Directly integrating patient samples and data into preclinical research is a powerful strategy to enhance the translational potential of findings (Cheng et al., 2022). In one study, Stevenson et al. (2023) utilised multiple transcriptomic datasets derived from samples obtained from Wilms tumour patients to reveal upregulation of the WNT ligand WNT5A in SIX1/2 mutant tumours, and then verified the interaction between WNT5A and SIX1/2 in Wilms tumour samples and in HEK293 cells. Data from patients with the developmental disorder diphthamide-deficiency syndrome were also integral in the research by Ütkür et al. (2023), as the authors functionally assessed several known and previously uncharacterised patient-derived genetic variants in yeast and a human breast cancer cell line. A study by Lachgar-Ruiz et al. (2023) also identified novel variants of the CCDC50 gene in a Spanish family with non-syndromic sensorineural hearing loss. Interestingly, the authors did not find hearing impairment in two loss-of-function Ccdc50 mutant mouse lines but, when the specific CCDC50 variants identified in the patients were introduced into a mouse fibroblast cell line, they caused abnormal protein distribution. The functional characterisation of variants is essential to understand the mechanisms of genetic disorders and the above studies highlight how using multiple model systems can either strengthen findings or prevent key discoveries from being missed.

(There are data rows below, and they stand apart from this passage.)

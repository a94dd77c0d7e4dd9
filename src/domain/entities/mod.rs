//! # Domain Entities
//!
//! Core objects the send pipeline moves around.
//!
//! ## Entities
//!
//! - **OutgoingMessage**: a composed message with its send state
//! - **AttachmentSource**: local attachment bytes awaiting upload
//! - **UploadedAttachmentRef**: server reference produced by an upload
//! - **RecipientSet**: thread members targeted by one send
//! - **DisappearingConfig**: per-thread message expiration policy

mod attachment;
mod disappearing;
mod message;
mod thread;

pub use attachment::{
    AttachmentSource, DataSource, EncryptedAttachment, UploadMetadata, UploadedAttachmentRef,
    DEFAULT_MAX_ATTACHMENT_SIZE,
};
pub use disappearing::DisappearingConfig;
pub use message::{
    MessageState, OutgoingMessage, RecipientDeliveryState, OVERSIZE_TEXT_MESSAGE_SIZE_THRESHOLD,
};
pub use thread::RecipientSet;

Research questions in biomedicine are becoming increasingly complex, but technological advances and enhanced crosstalk between fields are helping to advance our understanding for the benefit of patients (Caldwell, 2023; Devlin and Roberts, 2022; Sansom, 2022; Svenson et al., 2022; Verheyen, 2022; White and Patton, 2023). The examples discussed above demonstrate that integrating multiple animal model systems in the same study is becoming the norm.
Since its launch, DMM has aimed to publish multidisciplinary basic and translational research in disease biology. Beyond being a venue for cutting-edge research (Patton, 2021), we are committed to the disease modelling community by fostering open discussion, promoting new collaborations and supporting the next generation of biomedical scientists. To continue our support for the disease modelling community, we are sponsoring the ‘Host-pathogen and host-commensal interactions’ session at The Allied Genetics Conference in March 2024. We also actively encourage interdisciplinary collaborations by hosting journal meetings, like the upcoming ‘Pre-clinical Modelling of Human Genetic Disease and Therapy’, being held in Edinburgh, UK, in May 2024. We believe Open Access journals, such as DMM, have the potential and the responsibility to be community forums for exchanging ideas and for establishing and strengthening interdisciplinary collaborations in your area of biomedical research.